__Try it__: If a line of the material contains "GenderPreference", copy it.

__Supplied entries__:
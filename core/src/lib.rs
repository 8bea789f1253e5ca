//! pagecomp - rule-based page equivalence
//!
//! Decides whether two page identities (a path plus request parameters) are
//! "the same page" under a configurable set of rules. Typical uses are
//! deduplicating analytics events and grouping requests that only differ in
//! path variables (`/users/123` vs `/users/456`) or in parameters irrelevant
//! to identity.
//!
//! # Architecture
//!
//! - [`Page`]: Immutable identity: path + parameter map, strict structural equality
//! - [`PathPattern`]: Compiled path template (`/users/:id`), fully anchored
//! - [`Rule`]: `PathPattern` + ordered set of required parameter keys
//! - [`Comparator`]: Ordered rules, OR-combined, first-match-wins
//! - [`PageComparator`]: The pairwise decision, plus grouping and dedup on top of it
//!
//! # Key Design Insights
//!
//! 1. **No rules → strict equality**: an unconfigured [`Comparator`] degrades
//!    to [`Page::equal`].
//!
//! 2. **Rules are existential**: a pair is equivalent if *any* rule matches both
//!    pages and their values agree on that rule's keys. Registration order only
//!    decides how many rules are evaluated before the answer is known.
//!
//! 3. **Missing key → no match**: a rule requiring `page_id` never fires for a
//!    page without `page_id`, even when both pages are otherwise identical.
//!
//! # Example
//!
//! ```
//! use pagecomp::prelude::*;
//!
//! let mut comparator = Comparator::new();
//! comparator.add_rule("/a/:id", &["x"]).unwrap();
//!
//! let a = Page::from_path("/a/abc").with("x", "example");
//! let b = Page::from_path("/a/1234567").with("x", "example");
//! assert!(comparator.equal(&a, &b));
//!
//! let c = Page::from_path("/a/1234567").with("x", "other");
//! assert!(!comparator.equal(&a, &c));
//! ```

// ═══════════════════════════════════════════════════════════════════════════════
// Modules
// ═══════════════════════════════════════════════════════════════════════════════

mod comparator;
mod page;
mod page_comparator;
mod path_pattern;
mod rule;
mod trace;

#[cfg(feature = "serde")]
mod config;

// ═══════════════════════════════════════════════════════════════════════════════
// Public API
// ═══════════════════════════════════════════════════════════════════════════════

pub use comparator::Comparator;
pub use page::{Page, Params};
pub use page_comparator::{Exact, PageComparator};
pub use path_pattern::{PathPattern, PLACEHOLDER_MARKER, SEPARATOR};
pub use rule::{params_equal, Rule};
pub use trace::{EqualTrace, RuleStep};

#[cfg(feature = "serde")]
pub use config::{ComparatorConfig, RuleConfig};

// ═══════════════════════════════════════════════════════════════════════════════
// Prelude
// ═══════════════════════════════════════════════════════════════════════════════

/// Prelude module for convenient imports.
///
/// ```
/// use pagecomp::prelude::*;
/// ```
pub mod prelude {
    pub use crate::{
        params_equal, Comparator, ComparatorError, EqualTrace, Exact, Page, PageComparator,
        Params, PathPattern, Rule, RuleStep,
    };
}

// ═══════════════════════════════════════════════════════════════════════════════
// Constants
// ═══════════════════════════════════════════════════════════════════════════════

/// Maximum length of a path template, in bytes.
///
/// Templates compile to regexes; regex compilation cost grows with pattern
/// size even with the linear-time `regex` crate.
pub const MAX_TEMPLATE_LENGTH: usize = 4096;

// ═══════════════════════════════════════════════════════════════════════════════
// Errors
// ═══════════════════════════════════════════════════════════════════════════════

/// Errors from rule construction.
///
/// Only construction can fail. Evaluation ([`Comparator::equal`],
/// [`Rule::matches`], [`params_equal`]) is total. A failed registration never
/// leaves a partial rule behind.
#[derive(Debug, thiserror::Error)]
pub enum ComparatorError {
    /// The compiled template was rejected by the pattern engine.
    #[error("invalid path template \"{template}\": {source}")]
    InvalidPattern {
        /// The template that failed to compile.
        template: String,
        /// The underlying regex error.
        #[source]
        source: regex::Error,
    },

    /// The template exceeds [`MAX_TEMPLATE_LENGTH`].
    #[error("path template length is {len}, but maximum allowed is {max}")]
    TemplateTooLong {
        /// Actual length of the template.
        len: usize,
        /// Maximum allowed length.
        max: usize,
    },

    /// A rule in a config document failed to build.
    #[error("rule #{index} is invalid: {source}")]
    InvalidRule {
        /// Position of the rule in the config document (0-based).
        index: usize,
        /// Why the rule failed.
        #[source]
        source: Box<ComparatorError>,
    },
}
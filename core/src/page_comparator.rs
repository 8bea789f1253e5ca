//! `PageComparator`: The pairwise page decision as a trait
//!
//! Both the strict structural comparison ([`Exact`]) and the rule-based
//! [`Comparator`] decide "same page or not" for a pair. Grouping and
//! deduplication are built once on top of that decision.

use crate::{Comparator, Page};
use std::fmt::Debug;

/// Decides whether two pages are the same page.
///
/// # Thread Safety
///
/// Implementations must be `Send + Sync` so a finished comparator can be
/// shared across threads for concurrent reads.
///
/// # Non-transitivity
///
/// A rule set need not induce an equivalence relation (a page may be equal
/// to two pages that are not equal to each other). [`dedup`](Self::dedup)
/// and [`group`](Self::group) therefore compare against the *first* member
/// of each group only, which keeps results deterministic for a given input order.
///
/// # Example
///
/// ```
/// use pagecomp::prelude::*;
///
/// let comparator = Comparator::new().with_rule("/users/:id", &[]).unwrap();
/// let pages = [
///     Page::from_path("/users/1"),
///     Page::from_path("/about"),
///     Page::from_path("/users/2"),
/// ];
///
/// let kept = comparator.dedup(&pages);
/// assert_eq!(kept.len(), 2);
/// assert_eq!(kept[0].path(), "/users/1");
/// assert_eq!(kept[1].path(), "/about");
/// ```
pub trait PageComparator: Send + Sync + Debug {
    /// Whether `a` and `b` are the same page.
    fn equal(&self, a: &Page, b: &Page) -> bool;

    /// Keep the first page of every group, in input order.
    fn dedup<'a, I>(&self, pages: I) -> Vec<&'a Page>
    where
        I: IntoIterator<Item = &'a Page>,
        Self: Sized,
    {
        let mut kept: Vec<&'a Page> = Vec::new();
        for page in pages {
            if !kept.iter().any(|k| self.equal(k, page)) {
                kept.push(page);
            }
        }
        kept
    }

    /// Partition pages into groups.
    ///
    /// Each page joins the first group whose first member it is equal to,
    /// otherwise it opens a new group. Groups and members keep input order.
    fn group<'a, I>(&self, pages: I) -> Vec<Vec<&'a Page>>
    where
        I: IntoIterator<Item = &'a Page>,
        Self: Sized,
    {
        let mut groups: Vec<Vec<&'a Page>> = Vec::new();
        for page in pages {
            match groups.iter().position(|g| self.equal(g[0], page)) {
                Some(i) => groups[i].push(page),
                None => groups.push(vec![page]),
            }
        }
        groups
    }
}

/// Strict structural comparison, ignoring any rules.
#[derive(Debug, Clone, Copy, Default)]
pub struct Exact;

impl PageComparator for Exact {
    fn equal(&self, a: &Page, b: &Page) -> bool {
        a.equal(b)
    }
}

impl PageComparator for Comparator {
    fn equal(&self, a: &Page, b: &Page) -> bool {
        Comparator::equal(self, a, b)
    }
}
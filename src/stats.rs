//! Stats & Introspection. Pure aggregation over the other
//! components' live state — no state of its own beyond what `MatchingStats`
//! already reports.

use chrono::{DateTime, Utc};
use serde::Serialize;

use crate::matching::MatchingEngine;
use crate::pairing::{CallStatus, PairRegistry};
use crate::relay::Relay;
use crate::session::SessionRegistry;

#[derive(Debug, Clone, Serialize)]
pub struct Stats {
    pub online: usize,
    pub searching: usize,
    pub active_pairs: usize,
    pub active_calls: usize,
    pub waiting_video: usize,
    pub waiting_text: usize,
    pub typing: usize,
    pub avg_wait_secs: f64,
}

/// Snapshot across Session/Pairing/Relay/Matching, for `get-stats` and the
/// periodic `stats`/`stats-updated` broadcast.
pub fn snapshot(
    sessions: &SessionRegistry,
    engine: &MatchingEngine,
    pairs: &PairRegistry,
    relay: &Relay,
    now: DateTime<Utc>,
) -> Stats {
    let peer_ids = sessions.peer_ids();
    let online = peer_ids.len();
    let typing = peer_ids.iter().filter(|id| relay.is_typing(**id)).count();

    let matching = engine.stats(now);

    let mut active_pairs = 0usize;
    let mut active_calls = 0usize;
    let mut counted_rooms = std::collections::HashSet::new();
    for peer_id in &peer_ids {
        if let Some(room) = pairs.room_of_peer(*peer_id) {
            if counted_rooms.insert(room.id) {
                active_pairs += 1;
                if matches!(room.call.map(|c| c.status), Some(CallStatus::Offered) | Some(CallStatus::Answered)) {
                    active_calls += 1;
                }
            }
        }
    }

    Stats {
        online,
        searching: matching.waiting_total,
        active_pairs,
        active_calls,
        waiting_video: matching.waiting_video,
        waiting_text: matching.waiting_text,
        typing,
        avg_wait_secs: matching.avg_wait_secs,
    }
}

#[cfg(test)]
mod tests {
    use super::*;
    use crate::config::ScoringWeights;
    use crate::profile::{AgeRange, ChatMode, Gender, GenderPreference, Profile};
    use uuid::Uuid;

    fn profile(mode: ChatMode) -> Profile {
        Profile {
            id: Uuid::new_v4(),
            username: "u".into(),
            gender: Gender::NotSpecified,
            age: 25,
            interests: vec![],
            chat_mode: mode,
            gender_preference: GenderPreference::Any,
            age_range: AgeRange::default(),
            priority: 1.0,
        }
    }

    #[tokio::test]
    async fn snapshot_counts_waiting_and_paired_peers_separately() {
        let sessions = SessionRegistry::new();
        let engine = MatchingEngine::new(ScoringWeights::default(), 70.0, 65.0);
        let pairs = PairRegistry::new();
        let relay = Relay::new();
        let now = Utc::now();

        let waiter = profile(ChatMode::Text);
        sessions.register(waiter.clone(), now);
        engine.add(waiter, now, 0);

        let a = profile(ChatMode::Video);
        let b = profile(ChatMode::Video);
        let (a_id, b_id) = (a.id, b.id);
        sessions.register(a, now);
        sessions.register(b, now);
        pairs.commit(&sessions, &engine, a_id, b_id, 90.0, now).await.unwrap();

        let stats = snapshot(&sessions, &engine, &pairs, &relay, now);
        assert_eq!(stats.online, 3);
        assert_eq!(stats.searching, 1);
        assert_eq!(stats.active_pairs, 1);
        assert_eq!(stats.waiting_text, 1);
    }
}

__Solution to the problem__:
    use crate::profile::{AgeRange, ChatMode, Gender, GenderPreference, Profile};
            gender_preference: GenderPreference::Any,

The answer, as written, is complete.